Scientific classification
- Kingdom: Animalia
- Phylum: Chordata
- Class: Aves
- Order: Passeriformes
- Family: Platysteiridae
- Genus: Batis
- Species: B. soror
- Binomial name: Batis soror Reichenow, 1903

= Pale batis =

- Authority: Reichenow, 1903
- Conservation status: LC

Species of bird

The pale batis (Batis soror), also known as the Mozambique batis or East coast batis, is a species of small bird in the wattle-eyes family, Platysteiridae. It occurs in eastern Africa, mostly in lowland miombo woodland.

==Description==
The pale batis is an active, black, white and grey bird which is pale grey above with a black face mask bordered by a thin white supercilium, yellow eye and a pale grey back, mottled with faint white spots. It has white underparts marked with a black band across the breast in males; females have a pale rufous breast band and a similar coloured spot on the chin. The bill and legs are black. Immature birds are similar to the female except that the breast band is browner and the underparts have a buffy wash. The pale batis measures 10.5–11.5 cm in length and weighs 8–13.1 g.

===Voice===
The territorial call of the pale batis is a repeated, mournful, long and piping 3-note "pook pook pook" which is repeated up to 12 times at a constant rate, with which the female duets giving excited "wik-wik" calls. Otherwise the repertoire consists of typical batis bill snaps, churrs and whistles.

==Distribution==
Eastern Africa from coastal Kenya including the Arabuko Sokoke National Park south through eastern and south-eastern Tanzania, the islands of Zanzibar and Mafia, to Mozambique as far south as the Save River, inland to south eastern Malawi, and the east-facing slopes of the Eastern Highlands of Zimbabwe.

==Habitat==
The pale batis typically occurs in lowland miombo woodland, normally below 500 m in coastal woodlands where there is a mosaic of forest and dense scrub.

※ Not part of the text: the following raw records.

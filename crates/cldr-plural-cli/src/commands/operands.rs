//! Implementation of the `makeplural operands` command.

use clap::Args;
use cldr_plural::Operands;
use miette::{IntoDiagnostic, Result};
use serde::Serialize;

use crate::output::table::format_operands_table;

/// Arguments for the operands command.
#[derive(Debug, Args)]
pub struct OperandsArgs {
    /// Decimal literals such as 1, 1.0 or -2.50
    #[arg(required = true, allow_hyphen_values = true)]
    pub values: Vec<String>,

    /// Output as JSON
    #[arg(long)]
    pub json: bool,
}

/// JSON output for one literal.
#[derive(Debug, Serialize)]
struct OperandsJson {
    value: String,
    n: f64,
    i: u64,
    v: u64,
    w: u64,
    f: u64,
    t: u64,
    p: bool,
}

impl OperandsJson {
    fn new(value: String, ops: &Operands) -> Self {
        OperandsJson {
            value,
            n: ops.n,
            i: ops.i,
            v: ops.v,
            w: ops.w,
            f: ops.f,
            t: ops.t,
            p: ops.p(),
        }
    }
}

/// Run the operands command.
pub fn run_operands(args: OperandsArgs) -> Result<i32> {
    let mut rows = Vec::with_capacity(args.values.len());
    for value in args.values {
        match Operands::parse(&value) {
            Ok(ops) => rows.push((value, ops)),
            Err(err) => {
                eprintln!("{err}");
                return Ok(exitcode::DATAERR);
            }
        }
    }

    if args.json {
        let output: Vec<OperandsJson> = rows
            .iter()
            .map(|(value, ops)| OperandsJson::new(value.clone(), ops))
            .collect();
        println!(
            "{}",
            serde_json::to_string_pretty(&output).into_diagnostic()?
        );
    } else {
        println!("{}", format_operands_table(&rows));
    }

    Ok(exitcode::OK)
}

Can also be found in mopane and acacia around the edges of its distribution. In the Eastern Highlands of Zimbabwe it is found up to 1500 m above sea level in tall Uapaca kirkiana stands, thickets of Philippia spp. and woodland dominated mountain acacia.

==Habits==
Little is known about the feeding habits of the pale batis, other than that it forages by gleaning insects from leaves and branches, it occasionally gleans while hovering and it often joins mixed foraging parties. Its social behaviour is probably similar to other batises in that it is not normally seen in groups larger than pairs or family groups, although the males may gather in single sex aggregations known as "parliaments" immediately prior to the breeding season, when they fly about excitedly, snapping their bills, fripping their wings and making "wik" calls. The male has a zigzag courtship display flight which he performs along with wing fripping, tail fanning and fluffing up the long, white spotted rump feathers while giving strident "week-week-week" calls. The females joins in the calls with her own excited "wik-wik" call.

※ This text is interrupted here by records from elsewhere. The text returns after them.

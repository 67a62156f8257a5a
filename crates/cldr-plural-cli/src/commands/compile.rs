//! Implementation of the `makeplural compile` command.

use std::fs::write;
use std::path::PathBuf;

use clap::Args;
use cldr_plural::PluralTable;
use miette::{IntoDiagnostic, Result, WrapErr};
use serde::Serialize;
use tracing::info;

use super::InputArgs;

/// Arguments for the compile command.
#[derive(Debug, Args)]
pub struct CompileArgs {
    #[command(flatten)]
    pub input: InputArgs,

    /// Write the JSON table to this file instead of stdout
    #[arg(short, long)]
    pub output: Option<PathBuf>,
}

/// JSON document written by the compile command.
#[derive(Debug, Serialize)]
struct CompiledTable<'a> {
    #[serde(skip_serializing_if = "Option::is_none")]
    cldr_version: Option<&'a str>,
    #[serde(flatten)]
    table: &'a PluralTable,
}

/// Run the compile command.
pub fn run_compile(args: CompileArgs) -> Result<i32> {
    let (input, table) = match args.input.compile() {
        Ok(compiled) => compiled,
        Err(code) => return Ok(code),
    };

    let document = CompiledTable {
        cldr_version: input.version.as_deref(),
        table: &table,
    };
    let json = serde_json::to_string_pretty(&document).into_diagnostic()?;

    match &args.output {
        Some(path) => {
            write(path, format!("{json}\n"))
                .into_diagnostic()
                .wrap_err_with(|| format!("cannot write {}", path.display()))?;
            info!(
                path = %path.display(),
                locales = table.locales.len(),
                others = table.others.len(),
                "wrote plural table"
            );
        }
        None => println!("{json}"),
    }

    Ok(exitcode::OK)
}
//! Implementation of the `makeplural relation` command.

use clap::Args;
use cldr_plural::compiler::{Preamble, resolve};
use cldr_plural::parser::{SampleSet, parse_relation, parse_samples};
use cldr_plural::{ModuloVar, Predicate, compile_relation};
use miette::{IntoDiagnostic, Report, Result};
use serde::Serialize;

use crate::output::RelationDiagnostic;

/// Arguments for the relation command.
#[derive(Debug, Args)]
pub struct RelationArgs {
    /// Relation to compile, e.g. "v = 0 and i % 10 = 2..4"
    pub relation: String,

    /// Require whole numbers for negated ranges over `n`
    #[arg(long)]
    pub guard_negated_ranges: bool,

    /// Output as JSON
    #[arg(long)]
    pub json: bool,
}

/// JSON output for the relation command.
#[derive(Debug, Serialize)]
struct RelationJson {
    predicate: Predicate,
    preamble: Preamble,
    modulo_vars: Vec<ModuloVar>,
    #[serde(skip_serializing_if = "SampleSet::is_empty")]
    samples: SampleSet,
}

/// Run the relation command.
pub fn run_relation(args: RelationArgs) -> Result<i32> {
    let relation = match parse_relation(&args.relation) {
        Ok(relation) => relation,
        Err(err) => {
            match RelationDiagnostic::from_parse_error("relation", &err) {
                Some(diagnostic) => eprintln!("{:?}", Report::new(diagnostic)),
                None => eprintln!("{err}"),
            }
            return Ok(exitcode::DATAERR);
        }
    };

    let predicate = compile_relation(&relation, args.guard_negated_ranges);
    let preamble = resolve([&predicate], &relation.modulo_vars);
    let samples = parse_samples(&args.relation);

    if args.json {
        let output = RelationJson {
            predicate,
            preamble,
            modulo_vars: relation.modulo_vars,
            samples,
        };
        println!(
            "{}",
            serde_json::to_string_pretty(&output).into_diagnostic()?
        );
        return Ok(exitcode::OK);
    }

    for statement in preamble.statements() {
        println!("{statement}");
    }
    println!("{predicate}");
    if !samples.integers.is_empty() {
        println!("@integer {}", samples.integers.join(", "));
    }
    if !samples.decimals.is_empty() {
        println!("@decimal {}", samples.decimals.join(", "));
    }

    Ok(exitcode::OK)
}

The nest of the pale batis is a small, deep cup built of thin strips of Combretum bark and fragments of grass inflorescences, held together with spiders webs. The nest is normally situated in the fork of a branch which is at least 6 m above the ground, a small clutch of about 1–2 eggs is usually laid during the period September–November. The female is responsible for all of the incubation and initially she carries out all the feeding of the young, the male joins in feeding when the chicks are older. Only the immediate vicinity of the nest is defended.